Kluczowe są ceny zbóż i surowców
Grupa Azoty, do której należą zakłady m.in. w Tarnowie, Policach, Kędzierzynie i Puławach, to drugi w Europie producent nawozów. Eksperci podkreślają, że w ostatnim czasie rynek ten rozwijał się bardzo dobrze. – Świadczą o tym całkiem dobre wyniki polskich producentów nawozów, jakie obserwowaliśmy w minionych kwartałach. W mojej ocenie perspektywy na kolejne okresy nie są już tak optymistyczne – przekonuje Łukasz Prokopiuk, analityk IDM. Argumentuje to przewidywanymi rekordowymi zbiorami zbóż. – Na świecie wzrost ten może sięgnąć nawet 10 proc., a to bardzo duża zmiana. Efektem tego mogą być drastyczne spadki cen zbóż, co może ograniczyć planowaną produkcję rolną i popyt na nawozy. Istnieje więc duża obawa, że rentowność spółek z Tarnowa, Polic czy Puław w segmencie nawozowym znacznie się pogorszy – zaznacza Prokopiuk.
Z tą opinią zgadza się Łukasz Siwek, doradca inwestycyjny Millennium DM. – Producenci nawozów czas dobrej koniunktury mają już za sobą, co widać po spadających cenach nawozów. Sprzedaż jest coraz mniej rentowna również ze względu na rosnące ceny surowców – zauważa Siwek.

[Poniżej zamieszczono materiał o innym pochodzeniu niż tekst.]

use axum::extract::State;
use axum::{Router, http::StatusCode, response::IntoResponse, routing::get};
use std::sync::Arc;
use std::sync::atomic::{AtomicBool, Ordering};

/// Flipped once the workload controllers are running.
#[derive(Clone, Default)]
pub struct Readiness(Arc<AtomicBool>);

impl Readiness {
    pub fn mark_ready(&self) {
        self.0.store(true, Ordering::SeqCst);
    }

    pub fn is_ready(&self) -> bool {
        self.0.load(Ordering::SeqCst)
    }
}

pub async fn readiness(State(readiness): State<Readiness>) -> impl IntoResponse {
    if readiness.is_ready() {
        StatusCode::NO_CONTENT
    } else {
        StatusCode::SERVICE_UNAVAILABLE
    }
}

pub async fn liveness() -> impl IntoResponse {
    StatusCode::NO_CONTENT
}

pub fn create_app(readiness: Readiness) -> Router {
    Router::new()
        .route("/health/live", get(liveness))
        .route("/health/ready", get(self::readiness))
        .with_state(readiness)
}

#[cfg(test)]
mod tests {
    use super::*;
    use axum::body::Body;
    use axum::http::Request;
    use tower::ServiceExt;

    async fn status_of(app: Router, uri: &str) -> StatusCode {
        app.oneshot(Request::builder().uri(uri).body(Body::empty()).unwrap())
            .await
            .unwrap()
            .status()
    }

    #[tokio::test]
    async fn test_liveness() {
        let app = create_app(Readiness::default());
        assert_eq!(status_of(app, "/health/live").await, StatusCode::NO_CONTENT);
    }

    #[tokio::test]
    async fn test_readiness_follows_controller_start() {
        let readiness = Readiness::default();

        let app = create_app(readiness.clone());
        assert_eq!(
            status_of(app, "/health/ready").await,
            StatusCode::SERVICE_UNAVAILABLE
        );

        readiness.mark_ready();
        let app = create_app(readiness);
        assert_eq!(status_of(app, "/health/ready").await, StatusCode::NO_CONTENT);
    }
}
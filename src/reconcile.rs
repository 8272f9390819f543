use crate::backup::{BackupError, BackupRegistry};
use crate::config::FailurePolicy;
use crate::oci_registry::RegistryClient;
use crate::workload::{WorkloadError, WorkloadKey, WorkloadStore};
use globset::GlobSet;
use std::collections::HashMap;
use std::sync::Arc;
use tokio_util::sync::CancellationToken;
use tracing::{error, info, instrument, warn};

/// Never reconciled, regardless of configuration.
pub static RESERVED_NAMESPACE: &str = "kube-system";

#[derive(Debug, Clone, PartialEq, Eq)]
pub enum SkipReason {
    ReservedNamespace,
    ExcludedNamespace,
    NotFound,
}

#[derive(Debug, Clone, PartialEq, Eq)]
pub struct ImageRewrite {
    pub container: String,
    pub from: String,
    pub to: String,
}

#[derive(Debug, Clone, PartialEq, Eq)]
pub struct FailedBackup {
    pub container: String,
    pub image: String,
    pub error: BackupError,
}

#[derive(Debug, Clone, PartialEq, Eq)]
pub enum ReconcileOutcome {
    Skipped(SkipReason),
    /// Every image already points at the backup registry.
    Unchanged,
    /// The rewritten images were written back. `failures` is only populated
    /// when failing containers are skipped instead of aborting the pass.
    Updated {
        rewrites: Vec<ImageRewrite>,
        failures: Vec<FailedBackup>,
    },
    /// Nothing was written because the failed backups are not worth a retry.
    NotBackedUp { failures: Vec<FailedBackup> },
}

#[derive(Debug, thiserror::Error)]
pub enum ReconcileError {
    #[error("could not fetch {key}")]
    Fetch {
        key: WorkloadKey,
        #[source]
        source: WorkloadError,
    },
    #[error("could not write {key}")]
    Write {
        key: WorkloadKey,
        #[source]
        source: WorkloadError,
    },
    #[error("could not back up image {image} of container {container} in {key}")]
    Backup {
        key: WorkloadKey,
        container: String,
        image: String,
        #[source]
        source: BackupError,
    },
    #[error("{failed} image(s) of {key} could not be backed up")]
    Incomplete { key: WorkloadKey, failed: usize },
    #[error("reconcile of {key} was cancelled")]
    Cancelled { key: WorkloadKey },
}

impl ReconcileError {
    pub fn is_cancellation(&self) -> bool {
        matches!(self, ReconcileError::Cancelled { .. })
    }

    /// Cancellation comes from shutdown, so it is not asked to be retried.
    pub fn status(&self) -> ReconcileStatus {
        if self.is_cancellation() {
            ReconcileStatus::Done
        } else {
            ReconcileStatus::RequeueRequested
        }
    }
}

#[derive(Debug, Clone, Copy, PartialEq, Eq)]
pub enum ReconcileStatus {
    Done,
    RequeueRequested,
}

impl ReconcileStatus {
    pub fn of(result: &Result<ReconcileOutcome, ReconcileError>) -> Self {
        match result {
            Ok(_) => ReconcileStatus::Done,
            Err(err) => err.status(),
        }
    }
}

/// One fetch, inspect, back up, write pass over a single workload.
///
/// The workload is only written after every backup of the pass finished, and
/// nothing is carried over between passes.
pub struct ReconcileEngine<S, R> {
    store: S,
    backup: Arc<BackupRegistry<R>>,
    failure_policy: FailurePolicy,
    excluded_namespaces: GlobSet,
}

impl<S: WorkloadStore, R: RegistryClient> ReconcileEngine<S, R> {
    pub fn new(
        store: S,
        backup: Arc<BackupRegistry<R>>,
        failure_policy: FailurePolicy,
        excluded_namespaces: GlobSet,
    ) -> Self {
        Self {
            store,
            backup,
            failure_policy,
            excluded_namespaces,
        }
    }

    #[instrument(skip(self, key, cancel), fields(workload = %key))]
    pub async fn reconcile(
        &self,
        key: &WorkloadKey,
        cancel: &CancellationToken,
    ) -> Result<ReconcileOutcome, ReconcileError> {
        if key.namespace == RESERVED_NAMESPACE {
            info!("Ignoring all objects from {} namespace", RESERVED_NAMESPACE);
            return Ok(ReconcileOutcome::Skipped(SkipReason::ReservedNamespace));
        }
        if self.excluded_namespaces.is_match(&key.namespace) {
            info!("Ignoring {}, namespace is excluded", key);
            return Ok(ReconcileOutcome::Skipped(SkipReason::ExcludedNamespace));
        }

        let mut workload = match self.store.fetch(key).await {
            Ok(workload) => workload,
            Err(WorkloadError::NotFound(_)) => {
                info!("Could not find {}, it was probably deleted", key);
                return Ok(ReconcileOutcome::Skipped(SkipReason::NotFound));
            }
            Err(source) => {
                return Err(ReconcileError::Fetch {
                    key: key.clone(),
                    source,
                });
            }
        };

        let mut rewrites = Vec::new();
        let mut failures = Vec::new();
        let mut retryable_failures = 0;
        // Containers sharing an image are backed up once per pass.
        let mut backed_up: HashMap<String, String> = HashMap::new();

        let containers = workload
            .init_containers
            .iter_mut()
            .chain(workload.containers.iter_mut());
        for container in containers {
            if self.backup.is_image_from_backup(&container.image) {
                continue;
            }

            let result = match backed_up.get(&container.image) {
                Some(backup_name) => Ok(backup_name.clone()),
                None => {
                    info!(
                        "Image {} of container {} does not exist in backup",
                        container.image, container.name
                    );
                    self.backup
                        .add_image_to_backup(&container.image, cancel)
                        .await
                }
            };

            match result {
                Ok(backup_name) => {
                    info!(
                        "Image {} of container {} pushed to backup as {}",
                        container.image, container.name, backup_name
                    );
                    backed_up.insert(container.image.clone(), backup_name.clone());
                    rewrites.push(ImageRewrite {
                        container: container.name.clone(),
                        from: std::mem::replace(&mut container.image, backup_name.clone()),
                        to: backup_name,
                    });
                }
                Err(BackupError::Cancelled) => {
                    warn!("Reconcile of {} cancelled, leaving it unmodified", key);
                    return Err(ReconcileError::Cancelled { key: key.clone() });
                }
                Err(source) => match self.failure_policy {
                    FailurePolicy::AbortOnFirstError => {
                        error!(
                            "Could not add image {} of container {} to backup, leaving {} unmodified: {}",
                            container.image, container.name, key, source
                        );
                        if source.is_retryable() {
                            return Err(ReconcileError::Backup {
                                key: key.clone(),
                                container: container.name.clone(),
                                image: container.image.clone(),
                                source,
                            });
                        }
                        return Ok(ReconcileOutcome::NotBackedUp {
                            failures: vec![FailedBackup {
                                container: container.name.clone(),
                                image: container.image.clone(),
                                error: source,
                            }],
                        });
                    }
                    FailurePolicy::ContinueOnError => {
                        warn!(
                            "Skipping container {} of {}, image {} could not be added to backup: {}",
                            container.name, key, container.image, source
                        );
                        if source.is_retryable() {
                            retryable_failures += 1;
                        }
                        failures.push(FailedBackup {
                            container: container.name.clone(),
                            image: container.image.clone(),
                            error: source,
                        });
                    }
                },
            }
        }

        if rewrites.is_empty() {
            if retryable_failures > 0 {
                return Err(ReconcileError::Incomplete {
                    key: key.clone(),
                    failed: retryable_failures,
                });
            }
            if !failures.is_empty() {
                return Ok(ReconcileOutcome::NotBackedUp { failures });
            }
            info!("{} does not need any modification", key);
            return Ok(ReconcileOutcome::Unchanged);
        }

        self.store
            .write(&workload)
            .await
            .map_err(|source| ReconcileError::Write {
                key: key.clone(),
                source,
            })?;
        info!("{} updated with {} backed up image(s)", key, rewrites.len());

        if retryable_failures > 0 {
            return Err(ReconcileError::Incomplete {
                key: key.clone(),
                failed: retryable_failures,
            });
        }
        Ok(ReconcileOutcome::Updated { rewrites, failures })
    }
}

Jednocześnie eksperci zaznaczają, że trudno dziś przewidzieć, kiedy koniunktura znów się odwróci. – Wiele zależeć będzie od tego, kiedy znacząco spadną ceny gazu, który jest głównym kosztem dla firm chemicznych – twierdzi Siwek.
W ubiegłym roku z segmentu nawozowego Grupa Azoty, jeszcze bez Zakładów Azotowych Puławy, które dołączyły do grupy na początku tego roku, wygenerowała 59 proc. swoich przychodów. W Puławach udział ten sięgał nawet 63 proc. Pozostałe obszary to m.in. tworzywa, pigmenty i alkohole OXO i właśnie w tych segmentach koniunktura może się poprawić. Analitycy nie przewidują jednak, żeby oczekiwana poprawa w tych obszarach działalności grupy zrekompensowała słabość segmentu agro.